Additionally, you store your Yarn files as .json assets in your Unity projects. These can be stored anywhere - you simply provide add them to the DialogueRunner's inspector. You can also call AddScript on the DialogueRunner at runtime; this is useful for cases like spawning a character who comes with some extra dialogue - all that needs to happen is that character just needs to pass their Yarn script to the DialogueRunner.

Load your conversation with DialogueRunner

Yarn conversations are loaded and managed by a DialogueRunner object. This object is responsible for loading and parsing your Yarn .json files. It also runs the script when it's told to - for example, when you walk up to a character in your game and talk to them.

Display your conversation with DialogueUI

Your game's dialogue needs to be shown to the user. Additionally, you need a way to let the player choose what their reaction is going to be.

Yarn Spinner makes no assumptions about how you want to handle your dialogue's UI. Want to present as simple list of options? That's fine. Want a fancy Mass Effect style radial menu? Totally cool. Want a totally bonkers gesture-based UI with a countdown timer? Oh man that would be sweet.
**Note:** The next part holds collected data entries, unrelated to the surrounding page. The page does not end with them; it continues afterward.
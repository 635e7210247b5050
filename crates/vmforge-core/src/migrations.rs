// Copyright (C) 2025 SyncMyOrders Sp. z o.o.
// SPDX-License-Identifier: AGPL-3.0-or-later
//! Database migrations for vmforge-core.
//!
//! This module exposes embedded migrations that can be run programmatically.
//! Services embedding vmforge-core can call these functions to set up the database schema.
//!
//! # Example
//!
//! ```ignore
//! use sqlx::PgPool;
//! use vmforge_core::migrations;
//!
//! let pool = PgPool::connect(&database_url).await?;
//! migrations::run_postgres(&pool).await?;
//! ```

use sqlx::migrate::MigrateError;

/// PostgreSQL migrator with all core migrations embedded.
pub static POSTGRES: sqlx::migrate::Migrator = sqlx::migrate!("./migrations/postgresql");

/// SQLite migrator with all core migrations embedded.
pub static SQLITE: sqlx::migrate::Migrator = sqlx::migrate!("./migrations/sqlite");

/// Run PostgreSQL migrations.
///
/// Applies all pending migrations to the database. Safe to call multiple times;
/// already-applied migrations are skipped.
pub async fn run_postgres(pool: &sqlx::PgPool) -> Result<(), MigrateError> {
    POSTGRES.run(pool).await
}

/// Run SQLite migrations.
///
/// Applies all pending migrations to the database. Safe to call multiple times;
/// already-applied migrations are skipped.
pub async fn run_sqlite(pool: &sqlx::SqlitePool) -> Result<(), MigrateError> {
    SQLITE.run(pool).await
}
// Copyright (C) 2025 SyncMyOrders Sp. z o.o.
// SPDX-License-Identifier: AGPL-3.0-or-later
//! Smoke test for the PostgreSQL backend. Runs only when TEST_DATABASE_URL
//! points at a disposable database.

mod common;

use sqlx::postgres::PgPoolOptions;

use vmforge_core::error::CoreError;
use vmforge_core::migrations;
use vmforge_core::persistence::{NewVm, Persistence, PostgresPersistence};
use vmforge_core::status::VmStatus;

#[tokio::test]
async fn test_postgres_round_trip() {
    skip_if_no_db!();

    let database_url = std::env::var("TEST_DATABASE_URL").expect("checked above");
    let pool = PgPoolOptions::new()
        .max_connections(5)
        .connect(&database_url)
        .await
        .expect("connect to postgres");
    migrations::run_postgres(&pool).await.expect("run migrations");

    // Isolate from earlier runs sharing the database.
    sqlx::query("DELETE FROM bandwidth_samples")
        .execute(&pool)
        .await
        .expect("clean samples");
    sqlx::query("DELETE FROM ip_addresses")
        .execute(&pool)
        .await
        .expect("clean ips");
    sqlx::query("DELETE FROM vms")
        .execute(&pool)
        .await
        .expect("clean vms");

    let persistence = PostgresPersistence::new(pool);

    persistence
        .create_vm(&NewVm {
            vmid: 9105,
            name: "pg-smoke".to_string(),
            node: "pve1".to_string(),
            status: VmStatus::Cloning,
            user_id: "user-pg".to_string(),
            bandwidth_limit: Some(5),
        })
        .await
        .expect("create vm");

    persistence
        .add_ip_address("192.0.2.10", "192.0.2.1", "24")
        .await
        .expect("seed ip");

    let ip = persistence.claim_ip_address(9105).await.expect("claim ip");
    assert_eq!(ip.address, "192.0.2.10");
    assert_eq!(ip.vm_id, Some(9105));

    let err = persistence.claim_ip_address(9106).await.unwrap_err();
    assert!(matches!(err, CoreError::NoFreeAddress));

    let previous = persistence
        .transition_vm(9105, VmStatus::Running)
        .await
        .expect("cloning -> running");
    assert_eq!(previous, VmStatus::Cloning);

    let released = persistence
        .release_ip_addresses(9105)
        .await
        .expect("release ip");
    assert_eq!(released, 1);

    persistence.delete_vm(9105).await.expect("delete vm");
}
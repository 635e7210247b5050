// Copyright (C) 2025 SyncMyOrders Sp. z o.o.
// SPDX-License-Identifier: AGPL-3.0-or-later
//! Common test infrastructure for vmforge-engine integration tests.
//!
//! Provides TestContext wiring a SQLite state layer and a mock control
//! plane into a workflow context, plus fixture helpers.

#![allow(dead_code)]

use std::sync::Arc;

use sqlx::sqlite::SqlitePoolOptions;
use tokio::sync::broadcast;
use uuid::Uuid;

use vmforge_core::{NewVm, Persistence, SqlitePersistence, VmRecord, VmStatus};
use vmforge_engine::control::MockControlPlane;
use vmforge_engine::progress::{ProgressChannel, ProgressEvent};
use vmforge_engine::workflows::WorkflowContext;

/// Test context bundling persistence, mock control plane, and workflows.
pub struct TestContext {
    pub persistence: Arc<SqlitePersistence>,
    pub control: Arc<MockControlPlane>,
    pub ctx: WorkflowContext,
    _temp_dir: tempfile::TempDir,
}

impl TestContext {
    /// Create a new test context over a fresh SQLite database.
    ///
    /// The pool pins a single connection and skips the acquire-time ping:
    /// both otherwise await the connection's worker thread inside the pool's
    /// acquire timeout, which tests running under a paused tokio clock
    /// auto-advance past, failing every query with a spurious pool timeout.
    pub async fn new() -> Self {
        let temp_dir = tempfile::TempDir::new().expect("temp dir");
        let url = format!(
            "sqlite:{}?mode=rwc",
            temp_dir.path().join("test.db").display()
        );
        let pool = SqlitePoolOptions::new()
            .max_connections(1)
            .test_before_acquire(false)
            .connect(&url)
            .await
            .expect("sqlite pool");
        vmforge_core::migrations::run_sqlite(&pool)
            .await
            .expect("run migrations");
        let persistence = Arc::new(SqlitePersistence::new(pool));
        let control = Arc::new(MockControlPlane::new());

        let ctx = WorkflowContext::new(
            persistence.clone(),
            control.clone(),
            ProgressChannel::new(64),
        );

        Self {
            persistence,
            control,
            ctx,
            _temp_dir: temp_dir,
        }
    }

    /// Subscribe to workflow progress events.
    pub fn subscribe(&self) -> broadcast::Receiver<ProgressEvent> {
        self.ctx.progress.subscribe()
    }

    /// Insert a VM record on node `pve1` with the given status.
    pub async fn seed_vm(&self, vmid: i64, status: VmStatus) -> VmRecord {
        self.persistence
            .create_vm(&NewVm {
                vmid,
                name: format!("test-vm-{vmid}"),
                node: "pve1".to_string(),
                status,
                user_id: Uuid::new_v4().to_string(),
                bandwidth_limit: None,
            })
            .await
            .expect("seed vm");
        self.vm(vmid).await
    }

    /// Seed one free address into the inventory.
    pub async fn seed_ip(&self, address: &str) -> i64 {
        self.persistence
            .add_ip_address(address, "10.0.0.1", "24")
            .await
            .expect("seed ip")
    }

    /// Fetch a VM record that must exist.
    pub async fn vm(&self, vmid: i64) -> VmRecord {
        self.persistence
            .get_vm(vmid)
            .await
            .expect("get vm")
            .expect("vm exists")
    }

    /// Fetch a VM's status, if the record exists.
    pub async fn vm_status(&self, vmid: i64) -> Option<VmStatus> {
        self.persistence
            .get_vm(vmid)
            .await
            .expect("get vm")
            .map(|vm| vm.status)
    }
}

/// Collect every progress event buffered on the receiver.
pub fn drain_progress(rx: &mut broadcast::Receiver<ProgressEvent>) -> Vec<ProgressEvent> {
    let mut events = Vec::new();
    while let Ok(event) = rx.try_recv() {
        events.push(event);
    }
    events
}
Yarn Spinner leaves all of the work of actually presenting the conversation up to you; all it's responsible for is delivering the lines that the player should see, and notifying Yarn Spinner about what response the user selected.

Yarn Spinner comes with an example script that uses Unity's UI system. It's a good place to start.

Store your conversation state with a VariableStorageBehaviour

There's one last necessary component. As you play through a conversation, you'll probably want to record the user's choices somewhere. Yarn Spinner doesn't care about the details of how you save your game state; instead, it just expects you to give it an object that conforms to a C# [interface](C# interface), which defines methods like "set variable" and "get value of variable".

The simplest implementation of this is one that just keeps your variables in memory, but it's pretty straightforward to adapt an existing save game system to use it.

Respond to commands with YarnCommand

In Yarn, you can create commands that tell your game to do something. For example, if you want a character to move to a certain point on the screen, you might have a command that looks like this:

<<move Sally exit>>

For this to work, the game object named "Sally" needs to have a script component attached to it, and one of those scripts needs to have a method that looks like this:

[YarnCommand("move")]
public void MoveCharacter(string destinationName) {
	// move to the destination
}

When Yarn encounters a command that contains two or more words, it looks for a game object with the same name as the second word ("Sally", in the above example), and then searches that object's scripts for any method that has a YarnCommand with the same name as the first word (in this case, "move").

Any further words in the command are passed as string parameters to the method ("exit", in this case, which is used as the destinationName parameter)

Note that all parameters must be strings. DialogueRunner will throw an error if it finds a method that has parameters of any other type. It's up to your method to convert the strings into other types, like numbers.